My husband found a different chiropractor that would come into the office on a Saturday evening luckily, and I shuffled sideways to the car. The chiropractor was so patient and understanding of my reluctance to move, my crying, my mini break down, my fear. He took the time to figure out what was wrong and how to help me, but wouldn't proceed until I was ready. He managed to pop the hip back into place but let me know that I would still be in pain and couldn't really do anything for the next little while. He showed me how to sit down, sit up, lay down, move without too much pain. He also told me it will hurt to do normal things like brush my teeth, laugh, and even breathe sometimes.

It still hurts a lot, and I have to be careful but knowing how to take care of myself correctly, and mostly knowing that this too will pass helps. I know in a little while that I'll be able to cook, do the laundry, and more importantly, pick up my children when they want to be held. I'll be able to hug my husband without worrying about pain, and I'll remember to lift correctly.

My point with this long story? Sometimes you have to push through pain that hurts like hell and just trust that someday it will get better. Find someone that can help you deal with your pain correctly and follow their advice. Let others take care of you when you need it so that you can take of them when you feel better. Don't let fear of the unknown and pain hold you back from getting to a better place. Give yourself time for your wounds to heal. Just breathe, breathe deeply. Mostly, be thankful for misfortune that skips you, and grateful for what you do have in your life.

Thursday, June 2, 2016

Wanted: A Little Humility

source unknown

Someone posted this picture in a mom's group on facebook. Many of the answers were the same: hatred, violence, evil, mean people, greed, pride.
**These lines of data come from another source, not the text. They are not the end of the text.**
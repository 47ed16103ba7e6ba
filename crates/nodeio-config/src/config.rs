//! Configuration structs with sensible defaults and RON persistence.

use std::path::{Path, PathBuf};

use serde::{Deserialize, Serialize};

use crate::error::ConfigError;

const CONFIG_FILE: &str = "config.ron";

/// Top-level configuration shared by nodes and the broker server.
#[derive(Debug, Clone, Default, Serialize, Deserialize, PartialEq)]
#[serde(default)]
pub struct Config {
    /// Broker location and topology names.
    pub network: NetworkConfig,
    /// Grid geometry used when this node becomes host.
    pub world: WorldConfig,
    /// Debug/development settings.
    pub debug: DebugConfig,
}

/// Broker connection and topology configuration.
#[derive(Debug, Clone, Serialize, Deserialize, PartialEq)]
#[serde(default)]
pub struct NetworkConfig {
    /// Broker server address.
    pub broker_address: String,
    /// Broker server port.
    pub broker_port: u16,
    /// Well-known name of the queue the host consumes proposals from.
    pub host_queue: String,
    /// Fan-out exchange committed actions are published to.
    pub exchange: String,
    /// How long a leaving node waits for its own disconnect to be committed.
    pub leave_timeout_ms: u64,
    /// Maximum concurrent connections (broker server only).
    pub max_connections: usize,
}

/// World geometry. Only the host's values matter; followers adopt the
/// geometry carried in the snapshot they receive.
#[derive(Debug, Clone, Serialize, Deserialize, PartialEq)]
#[serde(default)]
pub struct WorldConfig {
    /// Number of rows and columns in one zone.
    pub zone_size: u32,
    /// Number of zones per row of the zone grid.
    pub zone_line: u32,
}

/// Debug/development configuration.
#[derive(Debug, Clone, Serialize, Deserialize, PartialEq)]
#[serde(default)]
pub struct DebugConfig {
    /// Log level override (e.g., "debug", "info", "warn").
    pub log_level: String,
}

impl Default for NetworkConfig {
    fn default() -> Self {
        Self {
            broker_address: "127.0.0.1".to_string(),
            broker_port: 5673,
            host_queue: "nodeio/host".to_string(),
            exchange: "amq.fanout".to_string(),
            leave_timeout_ms: 2_000,
            max_connections: 256,
        }
    }
}

impl Default for WorldConfig {
    fn default() -> Self {
        Self {
            zone_size: 8,
            zone_line: 4,
        }
    }
}

impl Default for DebugConfig {
    fn default() -> Self {
        Self {
            log_level: "info".to_string(),
        }
    }
}

/// Platform config directory for nodeio, if the platform has one.
pub fn default_config_dir() -> Option<PathBuf> {
    dirs::config_dir().map(|dir| dir.join("nodeio"))
}

// --- Load / Save / Reload / Validate ---

impl Config {
    /// Load config from the given directory, or create a default config file.
    pub fn load_or_create(config_dir: &Path) -> Result<Self, ConfigError> {
        let config_path = config_dir.join(CONFIG_FILE);

        if config_path.exists() {
            let contents = std::fs::read_to_string(&config_path).map_err(ConfigError::ReadError)?;
            let config: Config = ron::from_str(&contents).map_err(ConfigError::ParseError)?;
            log::info!("Loaded config from {}", config_path.display());
            Ok(config)
        } else {
            let config = Config::default();
            config.save(config_dir)?;
            log::info!("Created default config at {}", config_path.display());
            Ok(config)
        }
    }

    /// Save config to the given directory as `config.ron`.
    pub fn save(&self, config_dir: &Path) -> Result<(), ConfigError> {
        std::fs::create_dir_all(config_dir).map_err(ConfigError::WriteError)?;

        let config_path = config_dir.join(CONFIG_FILE);
        let pretty = ron::ser::PrettyConfig::new()
            .depth_limit(2)
            .enumerate_arrays(false);

        let serialized =
            ron::ser::to_string_pretty(self, pretty).map_err(ConfigError::SerializeError)?;

        std::fs::write(&config_path, serialized).map_err(ConfigError::WriteError)?;
        Ok(())
    }

    /// Returns `Some(new_config)` if the file on disk differs from `self`.
    pub fn reload(&self, config_dir: &Path) -> Result<Option<Self>, ConfigError> {
        let config_path = config_dir.join(CONFIG_FILE);
        let contents = std::fs::read_to_string(&config_path).map_err(ConfigError::ReadError)?;
        let new_config: Config = ron::from_str(&contents).map_err(ConfigError::ParseError)?;

        if &new_config != self {
            log::info!("Config reloaded with changes");
            Ok(Some(new_config))
        } else {
            Ok(None)
        }
    }

    /// Reject settings no node could run with.
    pub fn validate(&self) -> Result<(), ConfigError> {
        if self.world.zone_size == 0 {
            return Err(ConfigError::Invalid {
                field: "world.zone_size",
                reason: "must be at least 1",
            });
        }
        if self.world.zone_line == 0 {
            return Err(ConfigError::Invalid {
                field: "world.zone_line",
                reason: "must be at least 1",
            });
        }
        if self.network.host_queue.is_empty() {
            return Err(ConfigError::Invalid {
                field: "network.host_queue",
                reason: "must not be empty",
            });
        }
        if self.network.exchange.is_empty() {
            return Err(ConfigError::Invalid {
                field: "network.exchange",
                reason: "must not be empty",
            });
        }
        Ok(())
    }

    /// `address:port` of the broker server.
    pub fn broker_endpoint(&self) -> String {
        format!(
            "{}:{}",
            self.network.broker_address, self.network.broker_port
        )
    }
}
//! TCP broker server.
//!
//! Exposes a [`MemoryBroker`] to remote processes. Each accepted socket gets
//! its own [`MemoryConnection`](crate::MemoryConnection), a reader task that
//! executes requests in arrival order, and a writer task that serializes
//! replies and deliveries onto the socket. When the socket closes, the
//! connection is closed too, which is what removes a departed host's queue.

use std::collections::HashMap;
use std::net::SocketAddr;
use std::sync::Arc;

use tokio::net::TcpListener;
use tokio::net::tcp::{OwnedReadHalf, OwnedWriteHalf};
use tokio::sync::{RwLock, mpsc, watch};

use crate::broker::{Broker, BrokerError, ConnectionId};
use crate::framing::{FrameConfig, FrameError, read_frame, write_frame};
use crate::memory::{MemoryBroker, MemoryConnection};
use crate::protocol::{Frame, Reply, Request, decode_frame, encode_frame};

/// Error returned when the connection map is at capacity.
#[derive(Debug)]
pub struct ConnectionLimitReached;

/// Thread-safe map of live connections to their outbound frame queues.
pub struct ConnectionMap {
    inner: RwLock<HashMap<ConnectionId, mpsc::UnboundedSender<Frame>>>,
    max_connections: usize,
}

impl ConnectionMap {
    /// Create a new map with the given capacity limit.
    pub fn new(max_connections: usize) -> Self {
        Self {
            inner: RwLock::new(HashMap::new()),
            max_connections,
        }
    }

    /// Insert a connection. Returns `Err` if the map is at capacity.
    pub async fn insert(
        &self,
        id: ConnectionId,
        outbound: mpsc::UnboundedSender<Frame>,
    ) -> Result<(), ConnectionLimitReached> {
        let mut map = self.inner.write().await;
        if map.len() >= self.max_connections {
            return Err(ConnectionLimitReached);
        }
        map.insert(id, outbound);
        Ok(())
    }

    /// Remove a connection by ID.
    pub async fn remove(&self, id: &ConnectionId) -> bool {
        self.inner.write().await.remove(id).is_some()
    }

    /// Return the number of live connections.
    pub async fn len(&self) -> usize {
        self.inner.read().await.len()
    }

    /// Return whether the map is empty.
    pub async fn is_empty(&self) -> bool {
        self.inner.read().await.is_empty()
    }
}

/// Configuration for [`BrokerServer`].
#[derive(Debug, Clone)]
pub struct ServerConfig {
    /// Address to bind to. Default: `0.0.0.0:5673`.
    pub bind_addr: SocketAddr,
    /// Maximum concurrent connections. Default: 256.
    pub max_connections: usize,
    /// Framing limits.
    pub frame: FrameConfig,
}

impl Default for ServerConfig {
    fn default() -> Self {
        Self {
            bind_addr: SocketAddr::from(([0, 0, 0, 0], 5673)),
            max_connections: 256,
            frame: FrameConfig::default(),
        }
    }
}

/// TCP front-end for a [`MemoryBroker`].
pub struct BrokerServer {
    config: ServerConfig,
    broker: MemoryBroker,
    /// Live connection map (public for test inspection).
    pub connections: Arc<ConnectionMap>,
    shutdown_tx: watch::Sender<bool>,
    shutdown_rx: watch::Receiver<bool>,
}

impl BrokerServer {
    /// Create a server around a fresh, empty broker.
    pub fn new(config: ServerConfig) -> Self {
        Self::with_broker(config, MemoryBroker::new())
    }

    /// Create a server exposing an existing broker.
    pub fn with_broker(config: ServerConfig, broker: MemoryBroker) -> Self {
        let (shutdown_tx, shutdown_rx) = watch::channel(false);
        Self {
            connections: Arc::new(ConnectionMap::new(config.max_connections)),
            broker,
            config,
            shutdown_tx,
            shutdown_rx,
        }
    }

    /// The broker this server exposes.
    pub fn broker(&self) -> &MemoryBroker {
        &self.broker
    }

    /// Bind to the configured address and run the accept loop.
    pub async fn run(&self) -> std::io::Result<()> {
        let listener = TcpListener::bind(self.config.bind_addr).await?;
        tracing::info!("Broker listening on {}", self.config.bind_addr);
        self.run_with_listener(listener).await
    }

    /// Run the accept loop with a pre-bound listener (useful for tests).
    pub async fn run_with_listener(&self, listener: TcpListener) -> std::io::Result<()> {
        let mut shutdown_rx = self.shutdown_rx.clone();

        loop {
            tokio::select! {
                result = listener.accept() => {
                    let (stream, peer_addr) = result?;
                    stream.set_nodelay(true)?;

                    let conn = self.broker.connect();
                    let id = conn.id();
                    let (outbound_tx, outbound_rx) = mpsc::unbounded_channel();

                    if self.connections.insert(id, outbound_tx.clone()).await.is_err() {
                        tracing::warn!("Connection limit reached, rejecting {peer_addr}");
                        continue;
                    }
                    tracing::info!("Accepted broker connection {id:?} from {peer_addr}");

                    let (reader, writer) = stream.into_split();
                    let frame = self.config.frame;
                    tokio::spawn(Self::write_loop(id, writer, outbound_rx, frame));

                    let connections = Arc::clone(&self.connections);
                    let mut task_shutdown = self.shutdown_rx.clone();
                    tokio::spawn(async move {
                        Self::handle_connection(&conn, reader, outbound_tx, frame, &mut task_shutdown)
                            .await;
                        conn.close().await;
                        connections.remove(&id).await;
                        tracing::info!("Broker connection {id:?} closed");
                    });
                }
                _ = shutdown_rx.changed() => {
                    if *shutdown_rx.borrow() {
                        tracing::info!("Broker server shutting down");
                        break;
                    }
                }
            }
        }

        Ok(())
    }

    /// Signal the server to shut down gracefully.
    pub fn shutdown(&self) {
        let _ = self.shutdown_tx.send(true);
    }

    /// Per-connection request loop.
    async fn handle_connection(
        conn: &MemoryConnection,
        mut reader: OwnedReadHalf,
        outbound: mpsc::UnboundedSender<Frame>,
        frame: FrameConfig,
        shutdown_rx: &mut watch::Receiver<bool>,
    ) {
        let id = conn.id();
        loop {
            tokio::select! {
                result = read_frame(&mut reader, &frame) => {
                    let payload = match result {
                        Ok(payload) => payload,
                        Err(FrameError::ConnectionClosed) => break,
                        Err(e) => {
                            tracing::warn!("Connection {id:?} framing error: {e}");
                            break;
                        }
                    };
                    match decode_frame(&payload) {
                        Ok(Frame::Request { id: request_id, request }) => {
                            let result = Self::execute(conn, request, &outbound).await;
                            if outbound.send(Frame::Reply { id: request_id, result }).is_err() {
                                break;
                            }
                        }
                        Ok(other) => {
                            tracing::warn!("Connection {id:?} sent a non-request frame: {other:?}");
                        }
                        Err(e) => {
                            tracing::error!("Connection {id:?} sent an undecodable frame: {e}");
                            break;
                        }
                    }
                }
                _ = shutdown_rx.changed() => {
                    if *shutdown_rx.borrow() {
                        break;
                    }
                }
            }
        }
    }

    /// Run one request against the connection's broker handle.
    async fn execute(
        conn: &MemoryConnection,
        request: Request,
        outbound: &mpsc::UnboundedSender<Frame>,
    ) -> Result<Reply, BrokerError> {
        match request {
            Request::DeclareAnonymous => conn.declare_anonymous().await.map(Reply::Queue),
            Request::DeclarePassive { queue } => {
                conn.declare_passive(&queue).await.map(|()| Reply::Done)
            }
            Request::Declare { queue, options } => {
                conn.declare(&queue, options).await.map(|()| Reply::Done)
            }
            Request::Bind { queue, exchange } => {
                conn.bind(&queue, &exchange).await.map(|()| Reply::Done)
            }
            Request::Consume { queue } => {
                let mut consumer = conn.consume(&queue).await?;
                let outbound = outbound.clone();
                tokio::spawn(async move {
                    while let Some(body) = consumer.recv().await {
                        let frame = Frame::Deliver {
                            queue: consumer.queue().to_string(),
                            body,
                        };
                        if outbound.send(frame).is_err() {
                            break;
                        }
                    }
                });
                Ok(Reply::Done)
            }
            Request::Publish {
                exchange,
                routing_key,
                body,
            } => conn
                .publish(&exchange, &routing_key, body)
                .await
                .map(|()| Reply::Done),
            Request::Delete { queue } => conn.delete(&queue).await.map(|()| Reply::Done),
        }
    }

    /// Drain the outbound queue onto the socket until every sender is gone.
    async fn write_loop(
        id: ConnectionId,
        mut writer: OwnedWriteHalf,
        mut outbound: mpsc::UnboundedReceiver<Frame>,
        frame: FrameConfig,
    ) {
        while let Some(message) = outbound.recv().await {
            let payload = match encode_frame(&message) {
                Ok(payload) => payload,
                Err(e) => {
                    tracing::error!("Connection {id:?} failed to encode frame: {e}");
                    continue;
                }
            };
            if let Err(e) = write_frame(&mut writer, &payload, &frame).await {
                tracing::debug!("Connection {id:?} write failed: {e}");
                break;
            }
        }
    }
}
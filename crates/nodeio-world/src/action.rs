//! Player actions, in proposal and committed form.
//!
//! A node proposes an [`Action`] to the host. The host validates it, fills
//! in whatever the followers need to replay it deterministically (the spawn
//! grant of a `Connect`, the zone handover of a `Disconnect`) and broadcasts
//! it wrapped in a sequenced [`Commit`].

use serde::{Deserialize, Serialize};

use crate::movement::Direction;
use crate::world::{Player, PlayerId, WorldSnapshot, Zone};

/// What the host decided for a joining player.
#[derive(Debug, Clone, PartialEq, Eq, Serialize, Deserialize)]
pub struct ConnectGrant {
    /// The new player, placed at its spawn cell.
    pub player: Player,
    /// The zone created for it.
    pub zone: Zone,
    /// The world as it was before this connect was applied.
    pub world: WorldSnapshot,
}

/// Zone handover decided when a player leaves.
#[derive(Debug, Clone, PartialEq, Eq, Serialize, Deserialize)]
pub struct Handover {
    /// Player inheriting the zones, `None` when nobody is left.
    pub new_owner: Option<PlayerId>,
    /// Zones the leaving player owned.
    pub zones: Vec<u32>,
}

/// A player action.
#[derive(Debug, Clone, PartialEq, Eq, Serialize, Deserialize)]
pub enum Action {
    /// A node wants to join.
    Connect {
        /// Identity the joiner asks for. The host generates one when absent.
        requestor: Option<PlayerId>,
        /// Filled in by the host on commit.
        grant: Option<Box<ConnectGrant>>,
    },
    /// Move one cell.
    Move {
        /// Who moves.
        player: PlayerId,
        /// Where to.
        direction: Direction,
    },
    /// Say something.
    Speak {
        /// Who speaks.
        player: PlayerId,
        /// What is said.
        message: String,
    },
    /// A node is leaving.
    Disconnect {
        /// Who leaves.
        player: PlayerId,
        /// Filled in by the host on commit.
        handover: Option<Handover>,
    },
}

impl Action {
    /// Proposal to join.
    pub fn connect(requestor: Option<PlayerId>) -> Self {
        Action::Connect {
            requestor,
            grant: None,
        }
    }

    /// Proposal to move.
    pub fn moving(player: PlayerId, direction: Direction) -> Self {
        Action::Move { player, direction }
    }

    /// Proposal to speak.
    pub fn speak(player: PlayerId, message: impl Into<String>) -> Self {
        Action::Speak {
            player,
            message: message.into(),
        }
    }

    /// Proposal to leave.
    pub fn disconnect(player: PlayerId) -> Self {
        Action::Disconnect {
            player,
            handover: None,
        }
    }

    /// The player this action is about. For a committed `Connect` this is
    /// the granted identity, for a proposal the requested one.
    pub fn player_id(&self) -> Option<&PlayerId> {
        match self {
            Action::Connect {
                grant: Some(grant), ..
            } => Some(&grant.player.id),
            Action::Connect { requestor, .. } => requestor.as_ref(),
            Action::Move { player, .. }
            | Action::Speak { player, .. }
            | Action::Disconnect { player, .. } => Some(player),
        }
    }

    /// Short name for logs.
    pub fn kind(&self) -> &'static str {
        match self {
            Action::Connect { .. } => "connect",
            Action::Move { .. } => "move",
            Action::Speak { .. } => "speak",
            Action::Disconnect { .. } => "disconnect",
        }
    }

    /// Whether the host has already filled in this action's committed
    /// fields.
    pub fn is_committed(&self) -> bool {
        match self {
            Action::Connect { grant, .. } => grant.is_some(),
            Action::Disconnect { handover, .. } => handover.is_some(),
            Action::Move { .. } | Action::Speak { .. } => false,
        }
    }
}

/// A committed action as broadcast by the host.
#[derive(Debug, Clone, PartialEq, Eq, Serialize, Deserialize)]
pub struct Commit {
    /// Position in the host's commit order, starting at 1.
    pub sequence: u64,
    /// The validated action.
    pub action: Action,
}
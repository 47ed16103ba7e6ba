//! Host-side validation of proposed actions.
//!
//! The [`Validator`] runs only on the host, one proposal at a time. It either
//! rejects a proposal or returns the committed action, enriched where the
//! followers need more than the proposal carries to replay it.

use rand::seq::IndexedRandom;
use rand::{Rng, SeedableRng};
use rand_chacha::ChaCha8Rng;

use crate::action::{Action, ConnectGrant, Handover};
use crate::movement::{Cell, Direction, step};
use crate::world::{Player, PlayerId, WorldState, Zone, ZoneType};

// ---------------------------------------------------------------------------
// Rejection
// ---------------------------------------------------------------------------

/// Reasons a proposal is not committed. Never sent back to the proposer.
#[derive(Debug, Clone, PartialEq, Eq, thiserror::Error)]
pub enum Rejection {
    /// The acting player is not in the world.
    #[error("unknown player {0}")]
    UnknownPlayer(PlayerId),

    /// Another player stands on the destination cell.
    #[error("cell {cell} is occupied by {by}")]
    CellOccupied {
        /// Destination of the move.
        cell: Cell,
        /// Player already there.
        by: PlayerId,
    },

    /// The destination zone does not exist.
    #[error("{player} cannot move {direction} out of the world")]
    OffGrid {
        /// Acting player.
        player: PlayerId,
        /// Attempted direction.
        direction: Direction,
    },

    /// A `Connect` named a player that is already in the world.
    #[error("player {0} is already connected")]
    AlreadyConnected(PlayerId),

    /// The proposal already carries host-filled fields.
    #[error("{0} proposal is already committed")]
    AlreadyCommitted(&'static str),
}

// ---------------------------------------------------------------------------
// Validator
// ---------------------------------------------------------------------------

/// Turns proposals into committed actions against the host's world.
pub struct Validator<R = ChaCha8Rng> {
    rng: R,
}

impl Validator<ChaCha8Rng> {
    /// Validator seeded from the operating system.
    pub fn new() -> Self {
        Self::with_rng(ChaCha8Rng::from_os_rng())
    }

    /// Validator with a fixed seed, for reproducible zone palettes and
    /// handovers.
    pub fn seeded(seed: u64) -> Self {
        Self::with_rng(ChaCha8Rng::seed_from_u64(seed))
    }
}

impl Default for Validator<ChaCha8Rng> {
    fn default() -> Self {
        Self::new()
    }
}

impl<R: Rng> Validator<R> {
    /// Validator drawing from the given generator.
    pub fn with_rng(rng: R) -> Self {
        Self { rng }
    }

    /// Check a proposal against `world`. Returns the action to commit.
    ///
    /// Does not mutate `world`; the caller applies the returned action.
    pub fn check(&mut self, action: Action, world: &WorldState) -> Result<Action, Rejection> {
        if action.is_committed() {
            return Err(Rejection::AlreadyCommitted(action.kind()));
        }
        match action {
            Action::Connect { requestor, .. } => self.check_connect(requestor, world),
            Action::Move { player, direction } => {
                Self::check_move(&player, direction, world)?;
                Ok(Action::Move { player, direction })
            }
            Action::Speak { .. } => Ok(action),
            Action::Disconnect { player, .. } => self.check_disconnect(player, world),
        }
    }

    fn check_connect(
        &mut self,
        requestor: Option<PlayerId>,
        world: &WorldState,
    ) -> Result<Action, Rejection> {
        let id = match requestor.clone() {
            Some(id) if world.find_player(&id).is_some() => {
                return Err(Rejection::AlreadyConnected(id));
            }
            Some(id) => id,
            None => self.generate_id(world),
        };

        let index = world.zone_count();
        let zone = Zone {
            id: index,
            kind: ZoneType::random(&mut self.rng),
            owner: Some(id.clone()),
        };
        let grant = ConnectGrant {
            player: Player::new(id, Cell::origin(index)),
            zone,
            world: world.snapshot(),
        };
        Ok(Action::Connect {
            requestor,
            grant: Some(Box::new(grant)),
        })
    }

    fn check_move(
        player: &PlayerId,
        direction: Direction,
        world: &WorldState,
    ) -> Result<(), Rejection> {
        let from = world
            .find_player(player)
            .ok_or_else(|| Rejection::UnknownPlayer(player.clone()))?
            .cell;
        let to = step(from, direction, world.dims())
            .filter(|cell| cell.zone < world.zone_count())
            .ok_or_else(|| Rejection::OffGrid {
                player: player.clone(),
                direction,
            })?;
        if let Some(other) = world.player_at(to) {
            return Err(Rejection::CellOccupied {
                cell: to,
                by: other.id.clone(),
            });
        }
        Ok(())
    }

    fn check_disconnect(
        &mut self,
        player: PlayerId,
        world: &WorldState,
    ) -> Result<Action, Rejection> {
        if world.find_player(&player).is_none() {
            return Err(Rejection::UnknownPlayer(player));
        }
        let zones: Vec<u32> = world
            .zones()
            .iter()
            .filter(|zone| zone.owner.as_ref() == Some(&player))
            .map(|zone| zone.id)
            .collect();
        let remaining: Vec<&PlayerId> = world
            .players()
            .iter()
            .map(|p| &p.id)
            .filter(|id| **id != player)
            .collect();
        let new_owner = remaining.choose(&mut self.rng).map(|id| (*id).clone());
        Ok(Action::Disconnect {
            player,
            handover: Some(Handover { new_owner, zones }),
        })
    }

    fn generate_id(&mut self, world: &WorldState) -> PlayerId {
        loop {
            let id = PlayerId(format!("player-{:08x}", self.rng.random::<u32>()));
            if world.find_player(&id).is_none() {
                return id;
            }
        }
    }
}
My first thought was war, probably inspired by watching Mockingjay recently. 

There are so many bad things that happen every day- why? Because people have traveled down paths, little by little, that led them to do horrendous things. Nobody wakes up and decides to abuse, kill, or harm another person without first traveling a path that led them there. 

We all have bad thoughts occasionally, it's human nature. But each time we entertain the thought, it puts down a stone on that path. We can easily turn around and start a different path, but the more stones we put down, each bad thought we muse on, leads us farther down a path. The further you go, the harder it is to take another path. 

People think the strong people are the bullies, the vicious, the loud; but truly they are the weak ones hiding behind a facade. You see true strength in humility. Stories of forgiveness, turning the other cheek, reaching out to the enemy, and dealing with hard issues. 

It's easy to make a snide remark for the laughs, it's hard to not retaliate and walk away. It's easy to be with your friends, it's hard to reach out to others. It's easy to make an anonymous mean comment online, it's hard to let the mean comments go. It's easy to get road rage, it's hard to let the anger go. It's easy to yell at someone's mistake, it's hard to stay calm and work to fix the issue with love. 

A little humility goes a long way in having a peaceful life. When you realize that answering with love not anger helps solve the problem, that people are mean as a defense to their pain not as a personal attack, that everyone has their strengths and weakness, that their accomplishments do not take away from your hard work, that we need to let people make mistakes, that we need to let ourselves make mistakes. 

Humility isn't being a pushover, being weak, or having low self confidence. Humility is understanding your great individual worth without thinking you are better than others. Humility is understanding that people aren't perfect and overlooking the small things. Humility is having the strength to control your emotions and your actions, to act not react. Humility is appreciating your blessings and looking for the good in your life and in people. 

If more people acted with humility, there would be less anger, less fighting and wars, less abuse, less evil. People would be happier and have more peaceful lives. People would be more productive, really listening and trying to understand others. The world would be a better place.